Quarterly earnings didn't help Intel's case
The analyst's pessimism was backed up by Intel's second-quarter earnings report, which came out the day after the downgrade and left a lot to be desired. At first glance, Intel's report actually looked good, because the company beat analyst expectations on earnings per share. Revenue clocked in at $13.2 billion, which met analyst expectations, while EPS of $0.55 per share easily beat estimates, which called for $0.50 per share.
However, upon looking closer, there were several red flags. First, on a year-over-year basis, revenue declined 5%, and EPS was flat. Also, Intel lowered its forecast for the full year. It now expects revenue to decline 1% in 2015 versus its previous guidance for flat revenue.
Intel's weak earnings report made the downgrade by Bernstein look like a very prescient call. Intel's core business did not perform very well.

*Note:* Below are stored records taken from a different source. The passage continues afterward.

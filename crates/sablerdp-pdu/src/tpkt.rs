use sablerdp_core::{
    ensure_fixed_part_size, read_padding, unsupported_version_err, write_padding, DecodeResult, EncodeResult,
    ReadCursor, WriteCursor,
};

/// TPKT header
///
/// TPKTs are defined in:
///
/// - <https://www.rfc-editor.org/rfc/rfc1006> — RFC 1006 - ISO Transport Service on top of the TCP
/// - <http://www.itu.int/rec/T-REC-T.123/> — ITU-T T.123 - Network-specific data protocol
///   stacks for multimedia conferencing
///
/// A TPKT header is of fixed length 4 (version byte, reserved byte, 16-bit
/// big-endian length including the header itself), and the following X.224
/// TPDU is at least three bytes long. Therefore, the minimum TPKT length is
/// 7, and the maximum is 65535.
#[derive(PartialEq, Eq, Debug)]
pub struct TpktHeader {
    /// Length of the entire packet in octets, including this header.
    pub packet_length: u16,
}

impl TpktHeader {
    pub const VERSION: u8 = 3;

    pub const SIZE: usize = 4;

    pub const NAME: &'static str = "TpktHeader";

    const FIXED_PART_SIZE: usize = Self::SIZE;

    pub fn read(src: &mut ReadCursor<'_>) -> DecodeResult<Self> {
        ensure_fixed_part_size!(in: src);

        let version = src.read_u8();

        if version != Self::VERSION {
            return Err(unsupported_version_err!("TPKT version", version));
        }

        read_padding!(src, 1);

        let packet_length = src.read_u16_be();

        Ok(Self { packet_length })
    }

    pub fn write(&self, dst: &mut WriteCursor<'_>) -> EncodeResult<()> {
        ensure_fixed_part_size!(in: dst);

        dst.write_u8(Self::VERSION);

        write_padding!(dst, 1);

        dst.write_u16_be(self.packet_length);

        Ok(())
    }

    pub fn packet_length(&self) -> usize {
        usize::from(self.packet_length)
    }
}
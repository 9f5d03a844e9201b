//! General Capability Set (TS_GENERAL_CAPABILITYSET), content only — the
//! 4-byte set header is written by the parent.

use bitflags::bitflags;
use sablerdp_core::{
    ensure_fixed_part_size, read_padding, write_padding, Decode, DecodeResult, Encode, EncodeResult, ReadCursor,
    WriteCursor,
};

pub const PROTOCOL_VER: u16 = 0x0200;

#[derive(Debug, Copy, Clone, PartialEq, Eq)]
#[repr(u16)]
pub enum MajorPlatformType {
    Unspecified = 0,
    Windows = 1,
    Os2 = 2,
    Macintosh = 3,
    Unix = 4,
    Ios = 5,
    OsX = 6,
    Android = 7,
}

#[derive(Debug, Copy, Clone, PartialEq, Eq)]
#[repr(u16)]
pub enum MinorPlatformType {
    Unspecified = 0,
    Windows31x = 1,
    Windows95 = 2,
    WindowsNt = 3,
    Os2V21 = 4,
    PowerPc = 5,
    Macintosh = 6,
    NativeXServer = 7,
    PseudoXServer = 8,
    WindowsRt = 9,
}

bitflags! {
    #[derive(Debug, Clone, Copy, PartialEq, Eq)]
    pub struct GeneralExtraFlags: u16 {
        const FASTPATH_OUTPUT_SUPPORTED = 0x0001;
        const NO_BITMAP_COMPRESSION_HDR = 0x0400;
        const LONG_CREDENTIALS_SUPPORTED = 0x0004;
        const AUTORECONNECT_SUPPORTED = 0x0008;
        const ENC_SALTED_CHECKSUM = 0x0010;
    }
}

#[derive(Debug, Clone, PartialEq, Eq)]
pub struct General {
    pub major_platform_type: MajorPlatformType,
    pub minor_platform_type: MinorPlatformType,
    pub extra_flags: GeneralExtraFlags,
    pub refresh_rect_support: bool,
    pub suppress_output_support: bool,
}

impl General {
    const NAME: &'static str = "General";

    const FIXED_PART_SIZE: usize = 2 /* osMajorType */ + 2 /* osMinorType */
        + 2 /* protocolVersion */ + 2 /* pad */
        + 2 /* generalCompressionTypes */ + 2 /* extraFlags */
        + 2 /* updateCapabilityFlag */ + 2 /* remoteUnshareFlag */
        + 2 /* generalCompressionLevel */
        + 1 /* refreshRectSupport */ + 1 /* suppressOutputSupport */;
}

impl Encode for General {
    fn encode(&self, dst: &mut WriteCursor<'_>) -> EncodeResult<()> {
        ensure_fixed_part_size!(in: dst);

        dst.write_u16(self.major_platform_type as u16);
        dst.write_u16(self.minor_platform_type as u16);
        dst.write_u16(PROTOCOL_VER);
        write_padding!(dst, 2);
        dst.write_u16(0); // generalCompressionTypes
        dst.write_u16(self.extra_flags.bits());
        dst.write_u16(0); // updateCapabilityFlag
        dst.write_u16(0); // remoteUnshareFlag
        dst.write_u16(0); // generalCompressionLevel
        dst.write_u8(u8::from(self.refresh_rect_support));
        dst.write_u8(u8::from(self.suppress_output_support));

        Ok(())
    }

    fn name(&self) -> &'static str {
        Self::NAME
    }

    fn size(&self) -> usize {
        Self::FIXED_PART_SIZE
    }
}

impl<'de> Decode<'de> for General {
    fn decode(src: &mut ReadCursor<'de>) -> DecodeResult<Self> {
        ensure_fixed_part_size!(in: src);

        let major = src.read_u16();
        let minor = src.read_u16();
        let _protocol_version = src.read_u16();
        read_padding!(src, 2);
        let _compression_types = src.read_u16();
        let extra_flags = GeneralExtraFlags::from_bits_truncate(src.read_u16());
        let _update_capability_flag = src.read_u16();
        let _remote_unshare_flag = src.read_u16();
        let _compression_level = src.read_u16();
        let refresh_rect_support = src.read_u8() != 0;
        let suppress_output_support = src.read_u8() != 0;

        let major_platform_type = match major {
            1 => MajorPlatformType::Windows,
            2 => MajorPlatformType::Os2,
            3 => MajorPlatformType::Macintosh,
            4 => MajorPlatformType::Unix,
            5 => MajorPlatformType::Ios,
            6 => MajorPlatformType::OsX,
            7 => MajorPlatformType::Android,
            _ => MajorPlatformType::Unspecified,
        };

        let minor_platform_type = match minor {
            1 => MinorPlatformType::Windows31x,
            2 => MinorPlatformType::Windows95,
            3 => MinorPlatformType::WindowsNt,
            4 => MinorPlatformType::Os2V21,
            5 => MinorPlatformType::PowerPc,
            6 => MinorPlatformType::Macintosh,
            7 => MinorPlatformType::NativeXServer,
            8 => MinorPlatformType::PseudoXServer,
            9 => MinorPlatformType::WindowsRt,
            _ => MinorPlatformType::Unspecified,
        };

        Ok(Self {
            major_platform_type,
            minor_platform_type,
            extra_flags,
            refresh_rect_support,
            suppress_output_support,
        })
    }
}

Revenue in the Client Computing group, which includes both the PC business and the mobile business, fell 14% last quarter, year over year.
The reason why Intel beat EPS forecasts was largely due to a favorable tax rate. Intel's tax rate of 9.3% was nearly 20 percentage points lower than the same quarter last year.
Bernstein was right about data centers, as well, where growth slowed considerably from prior quarters. Data center revenue grew 10% year over year, although this was significantly lower growth than in previous quarters. The previous quarter, Intel achieved 19% growth in data centers, year over year.
A cheap stock may not be good enough
Investors may be attracted to Intel right now because the stock is significantly cheaper than the market as a whole. Indeed, Intel stock changes hands for only about 12 times trailing earnings per share. But as you can see from the following chart, Intel has been even cheaper before on a P/E basis.
The stock traded for 10 times EPS as recently as 2013, and nine times EPS as recently as 2012. The driving factor behind Intel's cheapness then was that the company was too heavily reliant on the PC market and not growing effectively in higher-growth areas. These are the same challenges Intel faces today, which is why Intel stock could still get even cheaper.
The company is counting on some product developments to drive growth going forward, like the Skylake processor, which should ramp up production for PC use during the second half of the year. But this won't help much if consumers and businesses continue to hold off on buying PCs.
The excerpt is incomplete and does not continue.